10] предложения епархиальных иерархов о реформе церкви, СПб., 1906, т. 3, С. 443®.
Как свидетельствовал митрополит Антоний (Храповицкий), “уже в 1917 году он [Сергий] мечтал соединить Православную церковную жизнь с подчинением русской земли советской власти…” (“преемственность греха”, Царицын, с. 7).
[12] См. Михаил Васильевич Shkarovskii, “Русская Православная Церковь”, в Эдвард Актон, В. В. Черняев, Уильям Розенберг (ред.), Важным спутником для русской революции 1914-1921, Блумингтон и Индианаполисе: Индиана Юниверсити пресс, 1997, стр. 417; “к 80-letiu Izbrania Св. Патриарха Тихона на Sviashchennom sobore Российской Церкви 1917-18gg.” (К избранию Святейшего Патриарха Тихона на Священном Соборе Русской Церкви, 1917-18 гг.), Суздальские епархиальные ведомости, № 2, ноябрь 1997 г., с. 19.
[13] епископ Григорий (Граббе) писал: “я помню мнения тех, кто его знал и считал карьеристом, и жалобы иерархов на то, что он обещал уйти в отставку вместе с другими членами Синода в знак протеста против Львова, потом передумал и стал главой Синода” (письмо от 23 апреля / 6 мая 1992 г. Николаю Чурилову, церковные новости, апрель 2003 г., стр. 9).

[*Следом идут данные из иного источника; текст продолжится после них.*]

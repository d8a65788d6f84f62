//! Tests for layered move extraction from model replies.

use strictly_chess::ResponseExtractor;
use strictly_chess::extract::{fenced_json, inline_json, last_mention, lead_in, move_pair};

fn token(text: &str) -> Option<String> {
    ResponseExtractor::new()
        .extract(text)
        .map(|found| found.token.to_string())
}

#[test]
fn test_fenced_json_beats_later_prose() {
    let reply = "```json\n{\"move\": \"e2e4\", \"explanation\": \"Center.\"}\n```\n\
                 Actually my move is d2d4.";
    assert_eq!(token(reply).as_deref(), Some("e2e4"));

    let found = ResponseExtractor::new().extract(reply).unwrap();
    assert_eq!(found.thoughts.as_deref(), Some("Center."));
}

#[test]
fn test_inline_json_is_second_choice() {
    let reply = "I considered c2c4. Final answer: {\"move\": \"g1f3\", \"reasoning\": \"Flexible.\"}";
    let found = ResponseExtractor::new().extract(reply).unwrap();
    assert_eq!(found.token.as_str(), "g1f3");
    assert_eq!(found.thoughts.as_deref(), Some("Flexible."));
}

#[test]
fn test_move_pair_survives_broken_json() {
    let reply = "{\"move\": \"b1c3\", \"explanation\": \"unterminated";
    assert!(inline_json(reply).is_none());
    assert_eq!(
        move_pair(reply).map(|f| f.token.to_string()).as_deref(),
        Some("b1c3")
    );
    assert_eq!(token(reply).as_deref(), Some("b1c3"));
}

#[test]
fn test_lead_in_phrase_beats_last_mention() {
    let reply = "Therefore I play e2e4, since e2e3 and d2d3 are passive.";
    assert_eq!(token(reply).as_deref(), Some("e2e4"));
}

#[test]
fn test_last_mention_prefers_final_candidate() {
    let reply = "Options are e2e4 and d2d4. After comparing them, d2d4.";
    assert_eq!(token(reply).as_deref(), Some("d2d4"));
    assert_eq!(
        last_mention(reply).map(|f| f.token.to_string()).as_deref(),
        Some("d2d4")
    );
}

#[test]
fn test_promotion_suffix_is_kept() {
    assert_eq!(token("My move is e7e8q.").as_deref(), Some("e7e8q"));
    assert_eq!(token("I play A7A8N").as_deref(), Some("a7a8n"));
}

#[test]
fn test_prose_strategies_keep_full_text_as_thoughts() {
    let reply = "  The knight is strong here. I play g1f3.  ";
    let found = lead_in(reply).unwrap();
    assert_eq!(found.thoughts.as_deref(), Some("The knight is strong here. I play g1f3."));
}

#[test]
fn test_nothing_found_in_plain_text() {
    assert!(token("I resign. Good game!").is_none());
    assert!(token("").is_none());
    assert!(fenced_json("```json\n{\"move\": \"castle\"}\n```").is_none());
}

#[test]
fn test_grammar_rejects_off_board_squares() {
    assert!(token("Maybe i9j1 or z2z4?").is_none());
}

#[test]
fn test_ellipsis_between_candidates_takes_the_last() {
    assert_eq!(token("e2e4 ... d7d5").as_deref(), Some("d7d5"));
}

[14] монах Вениамин (Гомаретели), летопись церковных событий православной церкви начала с 1917 года (Хроника церковных событий, начиная с 1917 года), www.zlatoust.ws/letopis.htm, стр. 8 ®.
[15] см. Paryaev, op.cit.
[16] Снычев, “митрополит Сергий и обновленческий раскол” (митрополит Сергий и обновленческий раскол) ®.
[17] Епископы-исповедники, Сан-Франциско, 1971, стр. 68, ®Примечание.

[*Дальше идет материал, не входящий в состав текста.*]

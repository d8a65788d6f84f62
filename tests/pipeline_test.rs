//! Tests for the move request pipeline's retry and validation loop.

mod common;

use common::{ScriptedTransport, ai_seat, json_move, pipeline};
use serde_json::json;
use std::sync::Arc;
use std::time::Duration;
use strictly_chess::{
    AcquisitionErrorKind, DebugEventKind, PlayerSeatConfig, RulesOracle, Seat, StandardRules,
};

fn start() -> strictly_chess::Position {
    StandardRules::new().new_position(None).unwrap()
}

#[tokio::test]
async fn test_first_valid_reply_wins() {
    let transport = Arc::new(ScriptedTransport::new().say(&json_move("e2e4")));
    let (pipeline, _) = pipeline(transport.clone());

    let acquired = pipeline
        .acquire_move(&start(), Seat::White, &ai_seat(3))
        .await
        .unwrap();
    assert_eq!(acquired.token.as_str(), "e2e4");
    assert_eq!(acquired.attempts, 1);
    assert_eq!(transport.count(), 1);
}

#[tokio::test]
async fn test_gives_up_after_exactly_max_attempts() {
    let transport = Arc::new(
        ScriptedTransport::new()
            .say("hmm")
            .say("hmm")
            .say("hmm")
            .say(&json_move("e2e4")),
    );
    let (pipeline, observer) = pipeline(transport.clone());

    let err = pipeline
        .acquire_move(&start(), Seat::White, &ai_seat(3))
        .await
        .unwrap_err();
    assert_eq!(transport.count(), 3);
    match err.kind {
        AcquisitionErrorKind::ExhaustedRetries { attempts, last } => {
            assert_eq!(attempts, 3);
            assert_eq!(last, AcquisitionErrorKind::Extraction.to_string());
        }
        other => panic!("unexpected error: {other}"),
    }
    assert_eq!(observer.events_of(DebugEventKind::Error).len(), 3);
}

#[tokio::test]
async fn test_persistent_transport_failure_gives_up_after_three_calls() {
    let transport = Arc::new(
        ScriptedTransport::new()
            .fail("connection refused")
            .fail("connection refused")
            .fail("connection refused")
            .say(&json_move("e2e4")),
    );
    let (pipeline, _) = pipeline(transport.clone());

    let err = pipeline
        .acquire_move(&start(), Seat::White, &ai_seat(3))
        .await
        .unwrap_err();
    assert_eq!(transport.count(), 3);
    match err.kind {
        AcquisitionErrorKind::ExhaustedRetries { attempts, last } => {
            assert_eq!(attempts, 3);
            assert!(last.contains("connection refused"));
        }
        other => panic!("unexpected error: {other}"),
    }
}

#[tokio::test(start_paused = true)]
async fn test_backoff_only_between_attempts() {
    let transport = Arc::new(
        ScriptedTransport::new()
            .fail("timeout")
            .fail("timeout")
            .fail("timeout"),
    );
    let (pipeline, _) = pipeline(transport.clone());
    let pipeline = Arc::try_unwrap(pipeline)
        .unwrap()
        .with_backoff_base(Duration::from_millis(100));

    let started = tokio::time::Instant::now();
    pipeline
        .acquire_move(&start(), Seat::White, &ai_seat(3))
        .await
        .unwrap_err();

    // 200ms after the first failure, 400ms after the second, none after the last.
    assert_eq!(started.elapsed(), Duration::from_millis(600));
    assert_eq!(transport.count(), 3);
}

#[tokio::test]
async fn test_illegal_suggestion_consumes_an_attempt() {
    let transport = Arc::new(
        ScriptedTransport::new()
            .say(&json_move("e2e5"))
            .say(&json_move("d2d4")),
    );
    let (pipeline, observer) = pipeline(transport.clone());

    let acquired = pipeline
        .acquire_move(&start(), Seat::White, &ai_seat(3))
        .await
        .unwrap();
    assert_eq!(acquired.token.as_str(), "d2d4");
    assert_eq!(acquired.attempts, 2);

    let errors = observer.events_of(DebugEventKind::Error);
    assert_eq!(errors.len(), 1);
    assert!(errors[0].text.contains("e2e5"));
}

#[tokio::test]
async fn test_transport_and_http_failures_are_retried() {
    let transport = Arc::new(
        ScriptedTransport::new()
            .fail("connection reset")
            .reply(
                429,
                json!({ "error": { "message": "Rate limit reached" } }).to_string(),
            )
            .say("After some thought, my move is g1f3."),
    );
    let (pipeline, observer) = pipeline(transport.clone());

    let acquired = pipeline
        .acquire_move(&start(), Seat::White, &ai_seat(3))
        .await
        .unwrap();
    assert_eq!(acquired.token.as_str(), "g1f3");
    assert_eq!(acquired.attempts, 3);

    let errors = observer.events_of(DebugEventKind::Error);
    assert!(errors[0].text.contains("connection reset"));
    assert!(errors[1].text.contains("429"));
    assert!(errors[1].text.contains("Rate limit reached"));
}

#[tokio::test]
async fn test_provider_error_payload_is_retried() {
    let transport = Arc::new(
        ScriptedTransport::new()
            .reply(200, json!({ "error": { "message": "overloaded" } }).to_string())
            .say(&json_move("e2e4")),
    );
    let (pipeline, _) = pipeline(transport.clone());

    let acquired = pipeline
        .acquire_move(&start(), Seat::White, &ai_seat(2))
        .await
        .unwrap();
    assert_eq!(acquired.attempts, 2);
}

#[tokio::test]
async fn test_single_attempt_seat_fails_fast() {
    let transport = Arc::new(ScriptedTransport::new().say("no idea").say(&json_move("e2e4")));
    let (pipeline, _) = pipeline(transport.clone());

    let err = pipeline
        .acquire_move(&start(), Seat::White, &ai_seat(1))
        .await
        .unwrap_err();
    assert!(matches!(
        err.kind,
        AcquisitionErrorKind::ExhaustedRetries { attempts: 1, .. }
    ));
    assert_eq!(transport.count(), 1);
}

#[tokio::test]
async fn test_unknown_provider_sends_nothing() {
    let transport = Arc::new(ScriptedTransport::new());
    let (pipeline, _) = pipeline(transport.clone());
    let seat = PlayerSeatConfig::ai("mystery", "m1").with_api_key("k");

    let err = pipeline
        .acquire_move(&start(), Seat::White, &seat)
        .await
        .unwrap_err();
    assert_eq!(
        err.kind,
        AcquisitionErrorKind::UnknownProvider("mystery".to_string())
    );
    assert_eq!(transport.count(), 0);
}

#[tokio::test]
async fn test_request_carries_prompt_and_credential() {
    let transport = Arc::new(ScriptedTransport::new().say(&json_move("e2e4")));
    let (pipeline, observer) = pipeline(transport.clone());

    pipeline
        .acquire_move(&start(), Seat::White, &ai_seat(1))
        .await
        .unwrap();

    let sent = transport.sent();
    assert_eq!(sent[0].header_value("authorization"), Some("Bearer test-key"));
    assert_eq!(sent[0].body["model"], "gpt-4o");
    let user = sent[0].body["messages"][1]["content"].as_str().unwrap();
    assert!(user.contains("rnbqkbnr/pppppppp/8/8/8/8/PPPPPPPP/RNBQKBNR w KQkq - 0 1"));
    assert!(user.contains("e2e4"));

    let prompts = observer.events_of(DebugEventKind::Prompt);
    assert_eq!(prompts.len(), 1);
    assert!(!prompts[0].text.contains("test-key"));
    assert_eq!(observer.events_of(DebugEventKind::Response).len(), 1);
}

#[tokio::test]
async fn test_prompt_window_truncates_history() {
    let rules = StandardRules::new();
    let mut position = start();
    for token in ["e2e4", "e7e5", "g1f3", "b8c6", "f1c4", "f8c5"] {
        position = rules
            .apply_move(&position, &token.parse::<strictly_chess::MoveToken>().unwrap())
            .unwrap()
            .position;
    }
    let (pipeline, _) = pipeline(Arc::new(ScriptedTransport::new()));
    let pipeline = Arc::try_unwrap(pipeline).unwrap().with_context_window(2);

    let prompt = pipeline.build_prompt(&position, Seat::White);
    assert!(prompt.user.contains("... Bc4 Bc5"));
    assert!(!prompt.user.contains("Nf3"));
}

[18] Parayev, “истинное Православие и Sergianstvo” (истинное Православие и сергианство), Суздаль Eparkhialnie Уральские Ведомости (Суздальские епархиальные ведомости), сентябрь, 1997 http://catacomb.org.ua/modules.php?name=Pages&go=page&pid=544)
[19] И. М. Концевич, Оптина пустынь и ее время (Оптина пустыня и ее время), Джорданвилл, Нью-Йорк: пресса Свято-Троицкого монастыря, 1971, С. 546®.
[20] За Христа пострадавшие (те, кто пострадал за Христа), Москва, 1997, с. 36®.
[21] д. Поспеловский, Русская Церковь при советской власти, 1917-1982, Нью-Йорк: издательство Свято-Владимирской семинарии, 1984, т. 1, С. 186-187.
[22] Е. Л., ОП. СОЧ., п. 70.
[23] Святитель Иоанн Максимович, Русская Православная Церковь Заграницей. Краткая история, Джорданвилл, Нью-Йорк: Свято-Троицкий монастырь, 1997, стр. 28-29.
[24] Сергий Фомин, страж дома Господня (страж дома Господня), Москва, 2003, с. 262®.
[25] митрополит Мануил Лемешевский, Die Russischen Orthodoxen Bischofe von 1893-1965, Erlangen, 1989.
[26] Алла Дмитриевна “свидетель «издательство» ” (свидетель) в надежда (надежда), объем. 16, Базель-Москва, 1993, 228-230 ®.
[27] Шумило, “советский режим и советская церковь’ в 40-е-50-е годы XX века” (советский режим и «Советская церковь» в 40-50-е годы XX века), http://catacomb.org.ua/modules.php?name=Pages&go=page&pid=678 ®.
[28] М. Е. Губонин, акты Святейшего Патриарха Тихона (деяния Святейшего Патриарха Тихона), Москва, 1994, с. 809, 810 ®.
[29] М. Б. Данилушкин (ред.), История Русской Православной Церкви (История Русской Православной Церкви), Санкт-Петербург: “Воскресение”, 1997, т. I, стр. 297, 520 ®.
[30] Dunlop, “The Moscow patriarchia as an Empire-Saving Institution”, in Michael Bourdeaux, M. E. Sharp (eds.), The Politics of Religion in Russia and the New States of Eurasia, 1995, Armonk, NY, p. 29.
[31] Феликс Корби, “Патриарх и КГБ”, служба новостей Кестона, 21 сентября 2000 года.
[32] Преображенский, КГБ в русской эмиграции (The KGB in the Russian emigration), Нью-Йорк: издательство Liberty, 2006, с. 41 ®.